The Nazis also had much support in the state apparatus, in the army, in the police, and there’s very, very little of this in the case of the AfD. You can also say it is not a structurally based movement but a culturally based one. In the macro-structure of society, there’s no support for this sort of thing. There are much more dangerous things going on than the AfD.
WB: Can you tell me more about how the working class relates to the AfD?
WS: Lots of voters have abandoned the Social Democratic Party (SPD) over the last 20 years. And the right wing also absorbed a lot of people from the traditional working class. But the AfD has no consistent program for them, in the sense that it is a neoliberal party when it comes to economic policy, but when it comes to populist rhetoric, it is a pro-worker party. It defends the workers against migrants. But, in reality, when it comes to economic policy, it stands for cutting the welfare state.
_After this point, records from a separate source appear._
//! Human-readable schedule summaries

use crate::types::Selection;
use crate::unit::UnitKind;

/// Get a human-readable description of a selection
///
/// ```
/// use a3s_cron_codec::{decode, describe};
///
/// let sel = decode("30 9 * * 1-5").unwrap();
/// assert_eq!(describe(&sel), "at 09:30, on MON, TUE, WED, THU, FRI");
/// ```
pub fn describe(selection: &Selection) -> String {
    let mut parts = Vec::new();

    match (selection.minutes.as_slice(), selection.hours.as_slice()) {
        ([minute], [hour]) => parts.push(format!("at {:02}:{:02}", hour, minute)),
        (minutes, hours) => {
            match minutes {
                [] => parts.push("every minute".to_string()),
                [0] => parts.push("at the start of the hour".to_string()),
                [minute] => parts.push(format!("at minute {}", minute)),
                many => parts.push(format!("at minutes {}", join(many))),
            }
            match hours {
                [] => {}
                [hour] => parts.push(format!("during hour {}", hour)),
                many => parts.push(format!("during hours {}", join(many))),
            }
        }
    }

    if !selection.days_of_month.is_every() {
        parts.push(format!("on days {}", join(selection.days_of_month.as_slice())));
    }

    if !selection.months.is_every() {
        parts.push(format!(
            "in {}",
            labels(selection.months.as_slice(), UnitKind::Month)
        ));
    }

    if !selection.days_of_week.is_every() {
        parts.push(format!(
            "on {}",
            labels(selection.days_of_week.as_slice(), UnitKind::DayOfWeek)
        ));
    }

    parts.join(", ")
}

fn join(values: &[i32]) -> String {
    values
        .iter()
        .map(|v| v.to_string())
        .collect::<Vec<_>>()
        .join(", ")
}

fn labels(values: &[i32], kind: UnitKind) -> String {
    let unit = kind.unit();
    values
        .iter()
        .map(|&v| unit.label(v).map_or_else(|| v.to_string(), str::to_string))
        .collect::<Vec<_>>()
        .join(", ")
}
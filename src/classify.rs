//! Period classification for decoded selections

use crate::types::{Period, Selection};

/// Infer the coarsest period whose form controls reproduce `selection`
///
/// The first constrained field wins, checked from month down to minute.
pub fn classify(selection: &Selection) -> Period {
    if !selection.months.is_every() {
        Period::Year
    } else if !selection.days_of_month.is_every() {
        Period::Month
    } else if !selection.days_of_week.is_every() {
        Period::Week
    } else if !selection.hours.is_every() {
        Period::Day
    } else if !selection.minutes.is_every() {
        Period::Hour
    } else {
        Period::Minute
    }
}
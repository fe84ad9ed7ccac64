//! Error types for a3s-cron-codec

use crate::unit::UnitKind;
use thiserror::Error;

/// Errors that can occur while encoding or decoding cron expressions
#[derive(Debug, Error)]
pub enum CodecError {
    /// A supplied or parsed value lies outside its field's domain
    #[error("Value {value} out of range for {unit}")]
    OutOfRange { unit: UnitKind, value: i32 },

    /// Structurally invalid expression or field
    #[error("Malformed expression '{expression}': {reason}")]
    MalformedExpression { expression: String, reason: String },

    /// A step filter matched no values
    #[error("Empty interval value '{expression}' for {unit}")]
    EmptyInterval { unit: UnitKind, expression: String },

    /// Encoder input did not contain exactly five fields
    #[error("Expected 5 fields, got {0}")]
    InvalidFiveFieldShape(usize),

    /// Unrecognized period label
    #[error("Unknown period: {0}")]
    UnknownPeriod(String),

    /// Serialization/deserialization failure
    #[error("Serialization error: {0}")]
    Serialization(#[from] serde_json::Error),
}

impl CodecError {
    pub(crate) fn malformed(expression: impl Into<String>, reason: impl Into<String>) -> Self {
        Self::MalformedExpression {
            expression: expression.into(),
            reason: reason.into(),
        }
    }
}

/// Result type alias for codec operations
pub type Result<T> = std::result::Result<T, CodecError>;

#[cfg(test)]
mod tests {
    use super::*;

    #[test]
    fn test_out_of_range_names_unit_and_value() {
        let err = CodecError::OutOfRange {
            unit: UnitKind::Minute,
            value: 60,
        };
        assert_eq!(err.to_string(), "Value 60 out of range for minute");
    }

    #[test]
    fn test_malformed_display() {
        let err = CodecError::malformed("* * *", "expected 5 fields, got 3");
        assert_eq!(
            err.to_string(),
            "Malformed expression '* * *': expected 5 fields, got 3"
        );
    }

    #[test]
    fn test_empty_interval_display() {
        let err = CodecError::EmptyInterval {
            unit: UnitKind::DayOfWeek,
            expression: "1/2".to_string(),
        };
        assert_eq!(err.to_string(), "Empty interval value '1/2' for day-of-week");
    }
}
use crate::grid::TimeGrid;
use crate::parameters::AerationParameters;
use crate::profile::{DoProfile, MINIMUM_DO_THRESHOLD};
use std::time::Duration;

pub fn show_greeting() {
    println!("# aeration - dissolved oxygen in aeration tanks");
}

pub fn input_reading_line(path: &str) {
    println!("\nReading input files from '{path}'");
}

/// Helper function for displaying the operating point of the run
pub fn parameters_table(parameters: &AerationParameters, time_grid: &TimeGrid) {
    println!("\n# Parameters");
    println!("- Oxygen transfer efficiency (%): {}", parameters.ote());
    println!(
        "- Oxygen consumption rate (mg/L/min): {:.2}",
        parameters.consumption_rate()
    );
    println!(
        "- Initial dissolved oxygen (mg/L): {:.2}",
        parameters.initial_do()
    );
    if let Some((start, end)) = time_grid.horizon() {
        println!("- Horizon (min): {start} to {end}");
    }
    println!("- Time points: {}", time_grid.len());
    if let Some(step) = time_grid.step() {
        println!("- Time step (min): {step:.4}");
    }
}

/// Helper function for displaying the profile table header
pub fn profile_table_header() {
    println!("\n{0: ^10} | {1: ^12} | {2: ^9}", "time (min)", "DO (mg/L)", "below");
}

/// Helper function for displaying a divider for the profile table
pub fn profile_table_divider() {
    println!("-------------------------------------")
}

/// Helper function for displaying a row of the sampled profile table
pub fn profile_table_row(time: f64, dissolved_oxygen: f64, below: bool) {
    println!(
        "{0: >10.2} | {1: >12.4} | {2: >9}",
        time,
        dissolved_oxygen,
        if below { "yes" } else { "" }
    )
}

/// Prints every `stride`-th point of the profile, plus the last one.
pub fn profile_table(profile: &DoProfile, stride: usize) {
    let stride = stride.max(1);
    let last = profile.len().saturating_sub(1);
    profile_table_header();
    profile_table_divider();
    for (index, row) in profile.rows().enumerate() {
        if index % stride == 0 || index == last {
            profile_table_row(
                row.time,
                row.dissolved_oxygen,
                row.below_threshold,
            );
        }
    }
    profile_table_divider();
}

pub fn profile_summary(profile: &DoProfile) {
    println!("\n{}", profile.final_level_message());
    match profile.first_time_below_threshold() {
        Some(time) => println!(
            "DO below the {:.1} mg/L minimum at {} of {} points, first at t = {:.2} min",
            MINIMUM_DO_THRESHOLD,
            profile.points_below_threshold(),
            profile.len(),
            time
        ),
        None => println!(
            "DO stays at or above the {:.1} mg/L minimum",
            MINIMUM_DO_THRESHOLD
        ),
    }
}

pub fn simulation_duration(time: Duration) {
    println!(
        "\nSimulation time: {:.2} ms",
        time.as_micros() as f64 / 1000.0
    )
}

pub fn output_generation_line(path: &str) {
    println!("\nWriting outputs to '{path}'");
}

pub fn show_farewell(time: Duration) {
    println!(
        "\nTotal running time: {:.2} s",
        time.as_millis() as f64 / 1000.0
    );
}
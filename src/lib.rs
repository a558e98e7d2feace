pub mod error;
pub mod grid;
pub mod input;
mod log;
pub mod output;
pub mod parameters;
pub mod profile;
pub mod simulator;
pub mod utils;
use input::Input;
use profile::DoProfile;
use std::error::Error;
use std::time::Instant;

const PROFILE_TABLE_STRIDE: usize = 10;

/// Runs one aeration tank case: reads `config.json` from the case
/// directory, integrates the dissolved oxygen balance and writes the
/// profile and summary back to the same directory.
pub fn run(input_args: &InputArgs) -> Result<DoProfile, Box<dyn Error>> {
    log::show_greeting();

    let begin = Instant::now();
    log::input_reading_line(&input_args.path);
    let input = Input::build(&input_args.path)?;
    let parameters = &input.parameters;
    log::parameters_table(parameters, &input.time_grid);

    let simulation_begin = Instant::now();
    let dissolved_oxygen = simulator::simulate(
        input.time_grid.points(),
        parameters.initial_do(),
        parameters.otr(),
        parameters.consumption_rate(),
    )?;
    log::simulation_duration(simulation_begin.elapsed());

    let profile = DoProfile::new(input.time_grid.into_points(), dissolved_oxygen);
    log::profile_table(&profile, PROFILE_TABLE_STRIDE);
    log::profile_summary(&profile);

    log::output_generation_line(&input_args.path);
    output::generate_outputs(parameters, &profile, &input_args.path)?;

    log::show_farewell(begin.elapsed());

    Ok(profile)
}

pub struct InputArgs {
    pub path: String,
}

impl InputArgs {
    pub fn build(args: &[String]) -> Result<Self, &'static str> {
        if args.len() < 2 {
            return Err("Not enough arguments [PATH]");
        }

        let path = args[1].clone();

        Ok(Self { path })
    }
}
use aeration_rs::{run, InputArgs};
use std::env;
use std::process;

fn main() {
    let args: Vec<String> = env::args().collect();
    let input_args = InputArgs::build(&args).unwrap_or_else(|err| {
        eprintln!("Problem parsing arguments: {err}");
        process::exit(1);
    });

    if let Err(e) = run(&input_args) {
        eprintln!("Application error: {e}");
        process::exit(1);
    }
}
/// Minimum dissolved oxygen that keeps the biomass aerobic, in mg/L.
pub const MINIMUM_DO_THRESHOLD: f64 = 2.0;

#[derive(Debug, Clone, Copy, PartialEq)]
pub struct ProfileRow {
    pub time: f64,
    pub dissolved_oxygen: f64,
    pub below_threshold: bool,
}

/// Dissolved oxygen series paired with the times it was computed at.
#[derive(Debug, Clone, PartialEq)]
pub struct DoProfile {
    time: Vec<f64>,
    dissolved_oxygen: Vec<f64>,
}

impl DoProfile {
    /// # Panics
    ///
    /// Panics if `time` and `dissolved_oxygen` differ in length.
    pub fn new(time: Vec<f64>, dissolved_oxygen: Vec<f64>) -> Self {
        assert_eq!(
            time.len(),
            dissolved_oxygen.len(),
            "Time and dissolved oxygen series must have same length"
        );
        Self {
            time,
            dissolved_oxygen,
        }
    }

    pub fn time(&self) -> &[f64] {
        &self.time
    }

    pub fn dissolved_oxygen(&self) -> &[f64] {
        &self.dissolved_oxygen
    }

    pub fn len(&self) -> usize {
        self.time.len()
    }

    pub fn is_empty(&self) -> bool {
        self.time.is_empty()
    }

    pub fn final_do(&self) -> Option<f64> {
        self.dissolved_oxygen.last().copied()
    }

    pub fn min_do(&self) -> Option<f64> {
        self.dissolved_oxygen.iter().copied().reduce(f64::min)
    }

    pub fn max_do(&self) -> Option<f64> {
        self.dissolved_oxygen.iter().copied().reduce(f64::max)
    }

    pub fn points_below_threshold(&self) -> usize {
        self.dissolved_oxygen
            .iter()
            .filter(|v| **v < MINIMUM_DO_THRESHOLD)
            .count()
    }

    pub fn first_time_below_threshold(&self) -> Option<f64> {
        self.rows().find(|r| r.below_threshold).map(|r| r.time)
    }

    pub fn rows(&self) -> impl Iterator<Item = ProfileRow> + '_ {
        self.time.iter().zip(self.dissolved_oxygen.iter()).map(|(t, v)| {
            ProfileRow {
                time: *t,
                dissolved_oxygen: *v,
                below_threshold: *v < MINIMUM_DO_THRESHOLD,
            }
        })
    }

    pub fn final_level_message(&self) -> String {
        format!(
            "Final Dissolved Oxygen Level: {:.2} mg/L",
            self.final_do().unwrap_or(0.0)
        )
    }
}
/// Helper function for building `num_points` evenly spaced values over
/// the closed interval `[start, end]`. The last value is set exactly to
/// `end`, so rounding in the step never shortens the horizon.
///
/// ## Example
///
/// ```
/// let t = aeration_rs::utils::linspace(0.0, 1.0, 5);
/// assert_eq!(t, vec![0.0, 0.25, 0.5, 0.75, 1.0]);
/// ```
pub fn linspace(start: f64, end: f64, num_points: usize) -> Vec<f64> {
    match num_points {
        0 => vec![],
        1 => vec![start],
        _ => {
            let step = (end - start) / (num_points - 1) as f64;
            let mut points: Vec<f64> = (0..num_points)
                .map(|i| start + i as f64 * step)
                .collect();
            points[num_points - 1] = end;
            points
        }
    }
}

/// Step between the first two points of a grid, `None` when the grid
/// has fewer than two points.
pub fn first_step(points: &[f64]) -> Option<f64> {
    match points {
        [first, second, ..] => Some(second - first),
        _ => None,
    }
}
Also, this cultural drift away from the left has something to do with the structure of the left, that is, it is seen as increasingly made up of elitist, middle class, global-market-oriented people who despise people in the provinces, outside the big cities.
And you have to add East Germany as a special factor. The scars of the transition from communism to liberal capitalism are still visible, in the minds of people more than physically. So, for example, in capitalism, intwenty-first century capitalism, the rhetoric is always, “Be prepared for the next wave of technological and social change.” Now these people in the East had gone through a fundamental change in the 1990s, after unification. Now the feeling is, “It’s enough. We went along with that one, we don’t want another one.” So, they’ve become much more conservative than the West Germans who have under modern capitalism gone through continuous transitions and many of them have been doing very well. While the East Germans remember one catastrophic transition, with unemployment reaching 40 percent in parts of their country. And you also have to factor in the lack of respect and recognition that came and still comes from the West, where people are confident they can always prevail. And when you’re on the other side of this sort of sentiment, even if it is not explicitly expressed and is not visible in everyday life, it is extremely incendiary in politics in any society.
Migration: The Burning Issue
WB: Where is the immigration issue in all this?
WS: Oh, it’s absolutely important, and not only in Germany, but in all societies that I know. People need time to get acquainted with strangers. There’s no society that’s completely open, where someone can come........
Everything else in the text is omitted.